[Opening Entries provided section]
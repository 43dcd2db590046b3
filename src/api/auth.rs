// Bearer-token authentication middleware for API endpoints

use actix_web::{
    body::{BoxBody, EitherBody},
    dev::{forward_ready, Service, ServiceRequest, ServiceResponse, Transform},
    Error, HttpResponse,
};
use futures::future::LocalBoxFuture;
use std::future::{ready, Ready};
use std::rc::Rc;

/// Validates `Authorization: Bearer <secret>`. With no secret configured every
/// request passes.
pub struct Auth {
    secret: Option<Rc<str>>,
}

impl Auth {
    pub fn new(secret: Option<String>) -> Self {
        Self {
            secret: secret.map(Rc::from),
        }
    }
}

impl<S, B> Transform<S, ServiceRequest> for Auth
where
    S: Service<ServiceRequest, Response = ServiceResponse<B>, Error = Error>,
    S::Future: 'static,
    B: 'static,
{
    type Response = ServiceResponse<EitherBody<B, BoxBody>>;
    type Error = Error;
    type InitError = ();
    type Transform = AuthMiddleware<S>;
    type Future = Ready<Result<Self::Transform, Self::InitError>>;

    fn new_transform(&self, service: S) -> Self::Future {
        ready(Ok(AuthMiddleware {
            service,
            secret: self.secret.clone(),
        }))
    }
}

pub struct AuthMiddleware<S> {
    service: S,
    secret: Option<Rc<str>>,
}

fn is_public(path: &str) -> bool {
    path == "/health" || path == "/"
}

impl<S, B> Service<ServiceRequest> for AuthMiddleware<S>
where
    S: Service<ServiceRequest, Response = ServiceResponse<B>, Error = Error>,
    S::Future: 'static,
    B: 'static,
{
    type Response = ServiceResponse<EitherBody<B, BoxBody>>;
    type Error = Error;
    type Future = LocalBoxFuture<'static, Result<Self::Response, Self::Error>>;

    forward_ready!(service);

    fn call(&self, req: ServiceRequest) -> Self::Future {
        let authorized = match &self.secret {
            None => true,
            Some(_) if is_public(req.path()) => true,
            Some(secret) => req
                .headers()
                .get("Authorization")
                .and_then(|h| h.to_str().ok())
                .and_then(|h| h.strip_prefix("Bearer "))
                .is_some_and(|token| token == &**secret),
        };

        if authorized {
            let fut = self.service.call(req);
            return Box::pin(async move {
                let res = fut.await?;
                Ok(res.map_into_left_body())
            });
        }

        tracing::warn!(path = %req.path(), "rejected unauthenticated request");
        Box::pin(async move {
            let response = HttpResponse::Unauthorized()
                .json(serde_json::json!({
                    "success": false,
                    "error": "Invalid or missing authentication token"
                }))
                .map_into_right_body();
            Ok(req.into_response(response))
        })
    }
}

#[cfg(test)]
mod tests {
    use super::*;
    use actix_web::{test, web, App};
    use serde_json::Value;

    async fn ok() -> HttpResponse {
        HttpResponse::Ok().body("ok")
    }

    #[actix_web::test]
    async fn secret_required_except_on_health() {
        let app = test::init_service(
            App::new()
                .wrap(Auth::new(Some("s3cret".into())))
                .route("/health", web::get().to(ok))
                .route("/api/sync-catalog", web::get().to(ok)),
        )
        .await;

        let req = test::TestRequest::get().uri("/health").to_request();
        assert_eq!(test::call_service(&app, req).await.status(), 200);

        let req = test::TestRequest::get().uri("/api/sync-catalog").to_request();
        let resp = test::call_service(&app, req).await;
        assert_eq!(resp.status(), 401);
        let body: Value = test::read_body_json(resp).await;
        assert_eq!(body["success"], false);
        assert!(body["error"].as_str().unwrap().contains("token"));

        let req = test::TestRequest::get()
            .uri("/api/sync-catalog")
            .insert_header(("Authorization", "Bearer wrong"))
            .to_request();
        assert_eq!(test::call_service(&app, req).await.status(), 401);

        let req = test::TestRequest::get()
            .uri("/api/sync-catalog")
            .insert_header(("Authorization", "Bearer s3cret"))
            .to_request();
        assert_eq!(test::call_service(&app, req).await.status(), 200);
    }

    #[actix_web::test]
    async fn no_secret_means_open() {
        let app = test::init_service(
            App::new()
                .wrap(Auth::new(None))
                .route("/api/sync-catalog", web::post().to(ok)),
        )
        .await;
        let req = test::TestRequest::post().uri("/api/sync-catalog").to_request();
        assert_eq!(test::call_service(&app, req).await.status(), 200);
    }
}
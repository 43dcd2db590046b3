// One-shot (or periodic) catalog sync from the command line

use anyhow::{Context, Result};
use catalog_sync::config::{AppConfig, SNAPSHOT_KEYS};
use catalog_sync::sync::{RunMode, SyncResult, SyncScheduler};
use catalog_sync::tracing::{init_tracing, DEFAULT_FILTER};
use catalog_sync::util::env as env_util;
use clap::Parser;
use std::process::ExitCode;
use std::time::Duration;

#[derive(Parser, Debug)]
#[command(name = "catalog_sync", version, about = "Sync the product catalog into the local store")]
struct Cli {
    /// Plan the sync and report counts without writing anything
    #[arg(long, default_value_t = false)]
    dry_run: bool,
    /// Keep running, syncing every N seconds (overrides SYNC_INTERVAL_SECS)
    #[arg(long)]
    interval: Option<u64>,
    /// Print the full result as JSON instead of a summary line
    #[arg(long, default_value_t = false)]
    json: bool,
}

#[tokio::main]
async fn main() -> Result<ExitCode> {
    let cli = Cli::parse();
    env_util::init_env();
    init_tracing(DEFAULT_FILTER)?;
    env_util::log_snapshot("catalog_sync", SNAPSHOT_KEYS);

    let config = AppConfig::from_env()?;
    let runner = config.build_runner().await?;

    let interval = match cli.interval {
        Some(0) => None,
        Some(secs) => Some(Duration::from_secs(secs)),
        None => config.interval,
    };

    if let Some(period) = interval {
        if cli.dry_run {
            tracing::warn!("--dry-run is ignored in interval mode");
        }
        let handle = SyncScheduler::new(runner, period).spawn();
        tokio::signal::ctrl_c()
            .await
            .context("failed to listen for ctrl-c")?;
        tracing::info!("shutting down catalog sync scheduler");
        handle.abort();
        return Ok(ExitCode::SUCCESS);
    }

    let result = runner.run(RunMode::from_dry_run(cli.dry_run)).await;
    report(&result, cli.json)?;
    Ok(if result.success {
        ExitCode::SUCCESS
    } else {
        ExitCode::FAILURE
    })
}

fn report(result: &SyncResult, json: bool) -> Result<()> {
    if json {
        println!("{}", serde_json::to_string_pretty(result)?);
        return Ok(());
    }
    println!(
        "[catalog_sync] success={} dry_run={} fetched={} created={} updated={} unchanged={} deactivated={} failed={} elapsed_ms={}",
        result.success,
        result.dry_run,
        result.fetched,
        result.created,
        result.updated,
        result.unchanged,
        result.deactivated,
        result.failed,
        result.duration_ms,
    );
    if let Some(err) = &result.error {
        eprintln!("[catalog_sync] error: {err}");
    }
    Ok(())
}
[Closing Entries provided section]
Prompt:
Output, unchanged, the lines of the listing above from the first one through the one holding "type Transform = AuthMiddleware<S>;". Leave out every line after it.

Exercise response:
repository 43dcd2db590046b3
filename src/api/auth.rs
// Bearer-token authentication middleware for API endpoints

use actix_web::{
    body::{BoxBody, EitherBody},
    dev::{forward_ready, Service, ServiceRequest, ServiceResponse, Transform},
    Error, HttpResponse,
};
use futures::future::LocalBoxFuture;
use std::future::{ready, Ready};
use std::rc::Rc;

/// Validates `Authorization: Bearer <secret>`. With no secret configured every
/// request passes.
pub struct Auth {
    secret: Option<Rc<str>>,
}

impl Auth {
    pub fn new(secret: Option<String>) -> Self {
        Self {
            secret: secret.map(Rc::from),
        }
    }
}

impl<S, B> Transform<S, ServiceRequest> for Auth
where
    S: Service<ServiceRequest, Response = ServiceResponse<B>, Error = Error>,
    S::Future: 'static,
    B: 'static,
{
    type Response = ServiceResponse<EitherBody<B, BoxBody>>;
    type Error = Error;
    type InitError = ();
    type Transform = AuthMiddleware<S>;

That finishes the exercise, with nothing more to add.